→ Work to complete
Each line of the listing below must be retyped as given.

→ Records shown

● ● ● ● ● ● ●

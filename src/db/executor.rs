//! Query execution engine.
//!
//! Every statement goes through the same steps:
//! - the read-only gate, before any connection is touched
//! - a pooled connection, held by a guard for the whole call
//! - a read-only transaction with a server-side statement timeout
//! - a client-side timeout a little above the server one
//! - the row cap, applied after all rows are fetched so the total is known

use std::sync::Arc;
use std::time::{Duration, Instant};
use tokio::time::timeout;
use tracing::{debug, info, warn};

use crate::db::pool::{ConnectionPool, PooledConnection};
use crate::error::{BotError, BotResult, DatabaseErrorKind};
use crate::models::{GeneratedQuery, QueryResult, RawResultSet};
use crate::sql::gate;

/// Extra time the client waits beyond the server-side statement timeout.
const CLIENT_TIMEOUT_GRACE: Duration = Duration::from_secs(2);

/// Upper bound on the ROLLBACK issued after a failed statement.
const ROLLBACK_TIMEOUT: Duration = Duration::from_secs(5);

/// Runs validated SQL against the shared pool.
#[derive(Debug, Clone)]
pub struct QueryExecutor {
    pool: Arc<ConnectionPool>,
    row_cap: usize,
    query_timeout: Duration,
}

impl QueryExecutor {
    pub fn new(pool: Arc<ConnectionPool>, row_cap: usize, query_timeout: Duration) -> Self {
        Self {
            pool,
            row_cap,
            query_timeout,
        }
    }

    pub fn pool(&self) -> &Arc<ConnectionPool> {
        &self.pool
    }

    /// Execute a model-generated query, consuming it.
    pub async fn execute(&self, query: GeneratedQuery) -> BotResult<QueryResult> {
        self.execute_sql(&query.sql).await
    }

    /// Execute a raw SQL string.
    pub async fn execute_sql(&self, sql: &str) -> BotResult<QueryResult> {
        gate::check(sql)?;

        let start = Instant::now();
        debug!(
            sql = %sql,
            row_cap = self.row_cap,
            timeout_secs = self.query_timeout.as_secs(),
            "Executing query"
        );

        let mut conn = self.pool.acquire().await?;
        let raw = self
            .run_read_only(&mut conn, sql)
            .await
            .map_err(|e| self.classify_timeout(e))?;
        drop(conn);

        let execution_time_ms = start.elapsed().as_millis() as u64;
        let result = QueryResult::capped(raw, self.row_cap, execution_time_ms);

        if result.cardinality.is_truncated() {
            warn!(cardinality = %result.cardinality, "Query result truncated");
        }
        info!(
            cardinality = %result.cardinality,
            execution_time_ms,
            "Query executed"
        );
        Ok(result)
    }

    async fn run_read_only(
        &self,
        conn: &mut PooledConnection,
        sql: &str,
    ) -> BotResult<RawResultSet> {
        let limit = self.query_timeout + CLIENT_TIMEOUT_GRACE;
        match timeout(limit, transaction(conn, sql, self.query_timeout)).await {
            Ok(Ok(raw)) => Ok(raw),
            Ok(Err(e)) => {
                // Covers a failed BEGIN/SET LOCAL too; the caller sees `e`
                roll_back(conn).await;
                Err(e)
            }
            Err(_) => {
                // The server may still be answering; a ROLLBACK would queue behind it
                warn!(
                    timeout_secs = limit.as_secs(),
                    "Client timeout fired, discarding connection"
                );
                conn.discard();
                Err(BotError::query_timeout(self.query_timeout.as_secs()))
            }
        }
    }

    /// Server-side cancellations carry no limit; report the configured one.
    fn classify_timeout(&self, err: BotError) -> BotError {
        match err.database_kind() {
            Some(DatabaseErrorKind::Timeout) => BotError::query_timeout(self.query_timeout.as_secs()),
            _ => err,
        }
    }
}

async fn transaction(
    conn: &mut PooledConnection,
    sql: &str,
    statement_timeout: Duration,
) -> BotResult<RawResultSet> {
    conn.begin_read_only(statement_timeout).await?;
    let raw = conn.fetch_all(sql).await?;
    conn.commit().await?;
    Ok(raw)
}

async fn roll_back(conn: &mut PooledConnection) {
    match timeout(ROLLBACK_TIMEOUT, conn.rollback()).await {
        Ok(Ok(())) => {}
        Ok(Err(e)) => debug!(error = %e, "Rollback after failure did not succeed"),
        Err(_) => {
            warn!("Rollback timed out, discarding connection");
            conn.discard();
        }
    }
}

● ● ● ● ● ● ●

→ Output below
filename src/db/executor.rs
//! Query execution engine.
//!
//! Every statement goes through the same steps:
//! - the read-only gate, before any connection is touched
//! - a pooled connection, held by a guard for the whole call
//! - a read-only transaction with a server-side statement timeout
//! - a client-side timeout a little above the server one
//! - the row cap, applied after all rows are fetched so the total is known

use std::sync::Arc;
use std::time::{Duration, Instant};
use tokio::time::timeout;
use tracing::{debug, info, warn};

use crate::db::pool::{ConnectionPool, PooledConnection};
use crate::error::{BotError, BotResult, DatabaseErrorKind};
use crate::models::{GeneratedQuery, QueryResult, RawResultSet};
use crate::sql::gate;

/// Extra time the client waits beyond the server-side statement timeout.
const CLIENT_TIMEOUT_GRACE: Duration = Duration::from_secs(2);

/// Upper bound on the ROLLBACK issued after a failed statement.
const ROLLBACK_TIMEOUT: Duration = Duration::from_secs(5);

/// Runs validated SQL against the shared pool.
#[derive(Debug, Clone)]
pub struct QueryExecutor {
    pool: Arc<ConnectionPool>,
    row_cap: usize,
    query_timeout: Duration,
}

impl QueryExecutor {
    pub fn new(pool: Arc<ConnectionPool>, row_cap: usize, query_timeout: Duration) -> Self {
        Self {
            pool,
            row_cap,
            query_timeout,
        }
    }

    pub fn pool(&self) -> &Arc<ConnectionPool> {
        &self.pool
    }

    /// Execute a model-generated query, consuming it.
    pub async fn execute(&self, query: GeneratedQuery) -> BotResult<QueryResult> {
        self.execute_sql(&query.sql).await
    }

    /// Execute a raw SQL string.
    pub async fn execute_sql(&self, sql: &str) -> BotResult<QueryResult> {
        gate::check(sql)?;

        let start = Instant::now();
        debug!(
            sql = %sql,
            row_cap = self.row_cap,
            timeout_secs = self.query_timeout.as_secs(),
            "Executing query"
        );

        let mut conn = self.pool.acquire().await?;
        let raw = self
            .run_read_only(&mut conn, sql)
            .await
            .map_err(|e| self.classify_timeout(e))?;
        drop(conn);

        let execution_time_ms = start.elapsed().as_millis() as u64;
        let result = QueryResult::capped(raw, self.row_cap, execution_time_ms);

        if result.cardinality.is_truncated() {
            warn!(cardinality = %result.cardinality, "Query result truncated");
        }
        info!(
            cardinality = %result.cardinality,
            execution_time_ms,
            "Query executed"
        );
        Ok(result)
    }

    async fn run_read_only(
        &self,
        conn: &mut PooledConnection,
        sql: &str,
    ) -> BotResult<RawResultSet> {
        let limit = self.query_timeout + CLIENT_TIMEOUT_GRACE;
        match timeout(limit, transaction(conn, sql, self.query_timeout)).await {
            Ok(Ok(raw)) => Ok(raw),
            Ok(Err(e)) => {
                // Covers a failed BEGIN/SET LOCAL too; the caller sees `e`
                roll_back(conn).await;
                Err(e)
            }
            Err(_) => {
                // The server may still be answering; a ROLLBACK would queue behind it
                warn!(
                    timeout_secs = limit.as_secs(),
                    "Client timeout fired, discarding connection"
                );
                conn.discard();
                Err(BotError::query_timeout(self.query_timeout.as_secs()))
            }
        }
    }

    /// Server-side cancellations carry no limit; report the configured one.
    fn classify_timeout(&self, err: BotError) -> BotError {
        match err.database_kind() {
            Some(DatabaseErrorKind::Timeout) => BotError::query_timeout(self.query_timeout.as_secs()),
            _ => err,
        }
    }
}

async fn transaction(
    conn: &mut PooledConnection,
    sql: &str,
    statement_timeout: Duration,
) -> BotResult<RawResultSet> {
    conn.begin_read_only(statement_timeout).await?;
    let raw = conn.fetch_all(sql).await?;
    conn.commit().await?;
    Ok(raw)
}

async fn roll_back(conn: &mut PooledConnection) {
    match timeout(ROLLBACK_TIMEOUT, conn.rollback()).await {
        Ok(Ok(())) => {}
        Ok(Err(e)) => debug!(error = %e, "Rollback after failure did not succeed"),
        Err(_) => {
            warn!("Rollback timed out, discarding connection");
            conn.discard();
        }
    }
}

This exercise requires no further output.